Vessel abnormalities are among the most important features in
malignant glioma. Vascular endothelial (
VE)-cadherin is of major importance for vascular integrity. Upon
cytokine challenge,
VE-cadherin structural modifications have been described including
tyrosine phosphorylation and cleavage. The goal of this study was to examine whether these events occurred in human
glioma vessels. We demonstrated that
VE-cadherin is highly expressed in human
glioma tissue and
tyrosine phosphorylated at site Y(685), a site previously found phosphorylated upon
VEGF challenge, via Src activation. In vitro experiments showed that
VEGF-induced
VE-cadherin phosphorylation, preceded the cleavage of its extracellular adhesive domain (sVE, 90 kDa). Interestingly,
metalloproteases (
MMPs) secreted by
glioma cell lines were responsible for sVE release. Because
VEGF and
MMPs are important components of tumor microenvironment, we hypothesized that
VE-cadherin proteolysis might occur in human
brain tumors. Analysis of
glioma patient sera prior treatment confirmed the presence of sVE in bloodstream.

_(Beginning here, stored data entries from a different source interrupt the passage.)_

//! Persisted identity record.
//!
//! One JSON file in the data directory holds the gateway's static keypair and
//! the static keys of every peer that completed pairing:
//!
//! ```json
//! {
//!   "appNoiseStaticKeypair": { "private": "<b64>", "public": "<b64>" },
//!   "deviceNoiseStaticPubkeys": ["<b64>", "..."]
//! }
//! ```
//!
//! Reads go straight to disk so that trust decisions always reflect what is
//! persisted. Every read-modify-write runs under a single writer lock, and the
//! file is replaced atomically, so concurrent readers see either the old or
//! the new record.
//!
//! Trust lookups tolerate a damaged record. Writes never replace a record they
//! could not parse, so a damaged file is left for the operator to repair
//! instead of losing the gateway identity.

use base64::engine::general_purpose::STANDARD;
use base64::Engine;
use serde::{Deserialize, Deserializer, Serialize, Serializer};
use std::io::ErrorKind;
use std::path::{Path, PathBuf};
use thiserror::Error;
use tokio::io::AsyncWriteExt;
use tokio::sync::Mutex;
use tracing::{debug, error, info, warn};

use crate::identity::{PeerKey, StaticIdentity};

/// File name of the identity record inside the data directory.
pub const RECORD_FILE_NAME: &str = "base.json";

/// Identity store errors.
#[derive(Debug, Error)]
pub enum StoreError {
    #[error("failed to read {path}: {source}")]
    Read {
        path: PathBuf,
        #[source]
        source: std::io::Error,
    },

    #[error("failed to write {path}: {source}")]
    Write {
        path: PathBuf,
        #[source]
        source: std::io::Error,
    },

    #[error("identity record {path} is corrupt: {source}")]
    Corrupt {
        path: PathBuf,
        #[source]
        source: serde_json::Error,
    },

    #[error("identity record {path} holds an invalid keypair")]
    InvalidKeypair { path: PathBuf },

    #[error("failed to serialize identity record: {0}")]
    Serialize(#[from] serde_json::Error),
}

/// Raw bytes stored as a standard base64 string.
#[derive(Debug, Clone, PartialEq, Eq, Default)]
struct Base64Bytes(Vec<u8>);

impl Serialize for Base64Bytes {
    fn serialize<S: Serializer>(&self, serializer: S) -> Result<S::Ok, S::Error> {
        serializer.serialize_str(&STANDARD.encode(&self.0))
    }
}

impl<'de> Deserialize<'de> for Base64Bytes {
    fn deserialize<D: Deserializer<'de>>(deserializer: D) -> Result<Self, D::Error> {
        let s = String::deserialize(deserializer)?;
        STANDARD
            .decode(s.as_bytes())
            .map(Base64Bytes)
            .map_err(serde::de::Error::custom)
    }
}

fn null_as_empty<'de, D>(deserializer: D) -> Result<Vec<String>, D::Error>
where
    D: Deserializer<'de>,
{
    Ok(Option::<Vec<String>>::deserialize(deserializer)?.unwrap_or_default())
}

#[derive(Debug, Clone, Serialize, Deserialize)]
struct StoredKeypair {
    private: Base64Bytes,
    public: Base64Bytes,
}

#[derive(Debug, Clone, Default, Serialize, Deserialize)]
struct Record {
    #[serde(rename = "appNoiseStaticKeypair", default)]
    keypair: Option<StoredKeypair>,

    /// Kept as written so that an undecodable entry survives a rewrite.
    #[serde(
        rename = "deviceNoiseStaticPubkeys",
        default,
        deserialize_with = "null_as_empty"
    )]
    trusted_peers: Vec<String>,
}

impl Record {
    /// Decodable peer keys; bad entries are skipped.
    fn peers(&self) -> impl Iterator<Item = PeerKey> + '_ {
        self.trusted_peers.iter().filter_map(|entry| {
            let peer = STANDARD
                .decode(entry.as_bytes())
                .ok()
                .and_then(|bytes| PeerKey::from_slice(&bytes));
            if peer.is_none() {
                warn!("skipping malformed trusted peer entry {:?}", entry);
            }
            peer
        })
    }

    fn contains(&self, peer: &PeerKey) -> bool {
        self.peers().any(|stored| &stored == peer)
    }
}

/// Gateway identity and trusted peer set, persisted in the data directory.
///
/// Construct once at startup and share via `Arc`.
pub struct IdentityStore {
    dir: PathBuf,
    path: PathBuf,
    write_lock: Mutex<()>,
}

impl IdentityStore {
    pub fn new(data_dir: impl Into<PathBuf>) -> Self {
        let dir = data_dir.into();
        let path = dir.join(RECORD_FILE_NAME);
        Self {
            dir,
            path,
            write_lock: Mutex::new(()),
        }
    }

    /// Location of the identity record.
    pub fn path(&self) -> &Path {
        &self.path
    }

    /// Load the gateway keypair, generating and persisting one if absent.
    ///
    /// A stored keypair is never replaced: a corrupt record or an invalid
    /// keypair is an error.
    pub async fn load_or_create_identity(&self) -> Result<StaticIdentity, StoreError> {
        let _guard = self.write_lock.lock().await;
        let mut record = self.read_record().await?;

        if let Some(stored) = &record.keypair {
            return match StaticIdentity::from_parts(&stored.private.0, &stored.public.0) {
                Some(identity) => {
                    debug!("loaded gateway identity from {}", self.path.display());
                    Ok(identity)
                }
                None => {
                    error!("stored keypair in {} is invalid", self.path.display());
                    Err(StoreError::InvalidKeypair {
                        path: self.path.clone(),
                    })
                }
            };
        }

        let identity = StaticIdentity::generate();
        record.keypair = Some(StoredKeypair {
            private: Base64Bytes(identity.private_key().to_vec()),
            public: Base64Bytes(identity.public_key().to_vec()),
        });
        self.write_record(&record).await?;
        info!("generated new gateway identity at {}", self.path.display());

        Ok(identity)
    }

    /// Whether the peer has completed pairing before.
    ///
    /// A missing or unreadable record counts as "no trusted peers".
    pub async fn is_trusted(&self, peer: &PeerKey) -> bool {
        match self.read_record().await {
            Ok(record) => record.contains(peer),
            Err(err) => {
                warn!("treating peer {} as untrusted: {}", peer.short(), err);
                false
            }
        }
    }

    /// Persist a newly verified peer.
    ///
    /// Returns `false` if the peer was already present. A record that can't
    /// be parsed is left untouched and reported as an error.
    pub async fn add_trusted_peer(&self, peer: &PeerKey) -> Result<bool, StoreError> {
        let _guard = self.write_lock.lock().await;
        let mut record = self.read_record().await?;

        if record.contains(peer) {
            return Ok(false);
        }

        record.trusted_peers.push(STANDARD.encode(peer.as_bytes()));
        self.write_record(&record).await?;
        info!("added trusted peer {}", peer.short());

        Ok(true)
    }

    /// Snapshot of the persisted trusted peers, in insertion order.
    pub async fn trusted_peers(&self) -> Vec<PeerKey> {
        match self.read_record().await {
            Ok(record) => record.peers().collect(),
            Err(err) => {
                warn!("no trusted peers available: {}", err);
                Vec::new()
            }
        }
    }

    /// Read the record; a missing file is an empty record.
    async fn read_record(&self) -> Result<Record, StoreError> {
        let raw = match tokio::fs::read(&self.path).await {
            Ok(raw) => raw,
            Err(err) if err.kind() == ErrorKind::NotFound => return Ok(Record::default()),
            Err(source) => {
                return Err(StoreError::Read {
                    path: self.path.clone(),
                    source,
                })
            }
        };

        serde_json::from_slice(&raw).map_err(|source| StoreError::Corrupt {
            path: self.path.clone(),
            source,
        })
    }

    async fn write_record(&self, record: &Record) -> Result<(), StoreError> {
        let data = serde_json::to_vec_pretty(record)?;
        let write_err = |source: std::io::Error| StoreError::Write {
            path: self.path.clone(),
            source,
        };

        tokio::fs::create_dir_all(&self.dir).await.map_err(write_err)?;

        // Restrict the directory before any secret lands in it
        #[cfg(unix)]
        {
            use std::os::unix::fs::PermissionsExt;
            tokio::fs::set_permissions(&self.dir, std::fs::Permissions::from_mode(0o700))
                .await
                .map_err(write_err)?;
        }

        // A stale temp file may carry looser permissions
        let tmp_path = self.path.with_extension("json.tmp");
        match tokio::fs::remove_file(&tmp_path).await {
            Ok(()) => {}
            Err(err) if err.kind() == ErrorKind::NotFound => {}
            Err(source) => return Err(write_err(source)),
        }

        let mut options = tokio::fs::OpenOptions::new();
        options.write(true).create_new(true);
        #[cfg(unix)]
        options.mode(0o600);

        let mut file = options.open(&tmp_path).await.map_err(write_err)?;
        file.write_all(&data).await.map_err(write_err)?;
        file.sync_all().await.map_err(write_err)?;
        drop(file);

        tokio::fs::rename(&tmp_path, &self.path)
            .await
            .map_err(write_err)?;
        Ok(())
    }
}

Furthermore, sVE levels studied in a cohort of 53
glioma patients were significantly predictive of the overall survival at three years (HR 0.13 [0.04; 0.40] p ≤ 0.001), irrespective to histopathological grade of
tumors. Altogether, these results suggest that
VE-cadherin structural modifications should be examined as candidate
biomarkers of
tumor vessel abnormalities, with promising applications in oncology.